Provided records -
§ §
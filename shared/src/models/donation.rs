//! Donation Model
//!
//! A contractor may give part of a milestone payment to the nonprofit
//! the network is affiliated with, either by picking a preset
//! percentage or by typing a custom amount or percentage.

use serde::{Deserialize, Serialize};
use validator::Validate;

/// Resolved donation for one milestone payment
#[derive(Debug, Clone, PartialEq, Serialize, Deserialize)]
pub struct DonationChoice {
    pub earnings_amount: f64,
    /// `amount / earnings_amount * 100`
    pub percentage: f64,
    pub amount: f64,
}

/// How the contributor expressed the donation
#[derive(Debug, Clone, PartialEq, Serialize, Deserialize)]
#[serde(tag = "mode", rename_all = "snake_case")]
pub enum DonationSelection {
    Preset { percentage: f64 },
    CustomAmount { amount: f64 },
    CustomPercentage { percentage: f64 },
}

/// Donation quote request
#[derive(Debug, Clone, Serialize, Deserialize, Validate)]
pub struct DonationRequest {
    #[validate(
        range(min = 0.0, max = 1_000_000_000_000.0, message = "must be between 0 and 1e12"),
        custom(function = "crate::models::validate_finite")
    )]
    pub earnings: f64,
    pub selection: DonationSelection,
    /// Marginal tax rate for the benefit estimate (defaults to the business setting)
    #[serde(default)]
    #[validate(range(min = 0.0, max = 1.0, message = "must be between 0 and 1"))]
    pub bracket_rate: Option<f64>,
}

/// Donation quote shown before the contributor confirms
#[derive(Debug, Clone, Serialize, Deserialize)]
pub struct DonationQuote {
    pub choice: DonationChoice,
    pub net_earnings: f64,
    pub bracket_rate: f64,
    /// Display estimate only, not a financial guarantee
    pub estimated_tax_benefit: f64,
}
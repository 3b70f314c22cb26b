//! Milestone helpers

use chrono::NaiveDate;
use shared::models::{Milestone, MilestoneStatus};
use std::collections::HashMap;

use super::AllocationError;
use crate::money::{self, to_decimal, to_f64};

/// Move a milestone forward in its lifecycle (pending → completed → paid)
pub fn transition(milestone: &mut Milestone, next: MilestoneStatus) -> Result<(), AllocationError> {
    if !milestone.status.can_transition_to(next) {
        return Err(AllocationError::MilestoneTransition {
            from: milestone.status,
            to: next,
        });
    }
    milestone.status = next;
    Ok(())
}

/// Sum of milestone amounts
pub fn milestones_total(milestones: &[Milestone]) -> Result<f64, AllocationError> {
    let amounts = milestones
        .iter()
        .map(|m| to_decimal(m.amount))
        .collect::<Result<Vec<_>, _>>()?;
    Ok(to_f64(money::sum(amounts)?))
}

/// Merge incoming rows into the current list, deduplicated by
/// `(name, due_date)`.
///
/// A later row replaces an earlier one with the same key but keeps the
/// earlier row's position.
pub fn merge(current: Vec<Milestone>, incoming: Vec<Milestone>) -> Vec<Milestone> {
    let mut merged: Vec<Milestone> = Vec::with_capacity(current.len() + incoming.len());
    let mut index: HashMap<(String, Option<NaiveDate>), usize> = HashMap::new();

    for milestone in current.into_iter().chain(incoming) {
        let key = (milestone.name.clone(), milestone.due_date);
        match index.get(&key) {
            Some(&pos) => merged[pos] = milestone,
            None => {
                index.insert(key, merged.len());
                merged.push(milestone);
            }
        }
    }

    merged
}
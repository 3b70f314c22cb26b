//! Task cost splitting
//!
//! A task's total cost is shared evenly by its assigned members. The
//! per-member cost is a plain floating-point division, recomputed every
//! time membership changes, and is 0 when nobody is assigned.

use rust_decimal::prelude::*;
use shared::models::{MemberShare, Task, TaskCostSummary};

use super::AllocationError;
use crate::money::{round_money, to_decimal, to_f64};

/// `total_cost / |assigned|`, or 0 for an unassigned task
pub fn cost_per_member(task: &Task) -> f64 {
    match task.assigned_member_ids.len() {
        0 => 0.0,
        n => task.total_cost / n as f64,
    }
}

/// Add a member to the task. Adding an assigned member is a no-op.
///
/// Returns the recomputed cost per member.
pub fn assign(task: &mut Task, member_id: &str) -> f64 {
    if task.assigned_member_ids.insert(member_id.to_string()) {
        tracing::debug!(task_id = %task.id, member_id, "Member assigned to task");
    }
    cost_per_member(task)
}

/// Remove a member from the task. Removing an unassigned member is a no-op.
///
/// Returns the recomputed cost per member (0 once the set is empty).
pub fn unassign(task: &mut Task, member_id: &str) -> f64 {
    if task.assigned_member_ids.remove(member_id) {
        tracing::debug!(task_id = %task.id, member_id, "Member unassigned from task");
    }
    cost_per_member(task)
}

/// Cent-rounded shares that add up to the (cent-rounded) total exactly.
///
/// Every member gets the per-member cost truncated to cents; the cents
/// left over go one each to the first members in id order.
pub fn settlement_shares(task: &Task) -> Result<Vec<MemberShare>, AllocationError> {
    let count = task.assigned_member_ids.len();
    if count == 0 {
        return Ok(Vec::new());
    }

    let total = round_money(to_decimal(task.total_cost)?);
    let members = Decimal::from(count);
    let base = (total / members).round_dp_with_strategy(2, RoundingStrategy::ToZero);
    let cent = Decimal::new(1, 2);
    let leftover_cents = ((total - base * members) / cent)
        .to_usize()
        .unwrap_or_default();

    let shares = task
        .assigned_member_ids
        .iter()
        .enumerate()
        .map(|(idx, member_id)| {
            let amount = if idx < leftover_cents { base + cent } else { base };
            MemberShare {
                member_id: member_id.clone(),
                amount: to_f64(amount),
            }
        })
        .collect();
    Ok(shares)
}

/// Full cost split of a task
pub fn summarize(task: Task) -> Result<TaskCostSummary, AllocationError> {
    Ok(TaskCostSummary {
        member_count: task.assigned_member_ids.len(),
        cost_per_member: cost_per_member(&task),
        shares: settlement_shares(&task)?,
        task,
    })
}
§ §
Exercise details - Lines containing the word "Returns" are to be located in the entries and copied.

Task answer -
/// Returns the recomputed cost per member.
/// Returns the recomputed cost per member (0 once the set is empty).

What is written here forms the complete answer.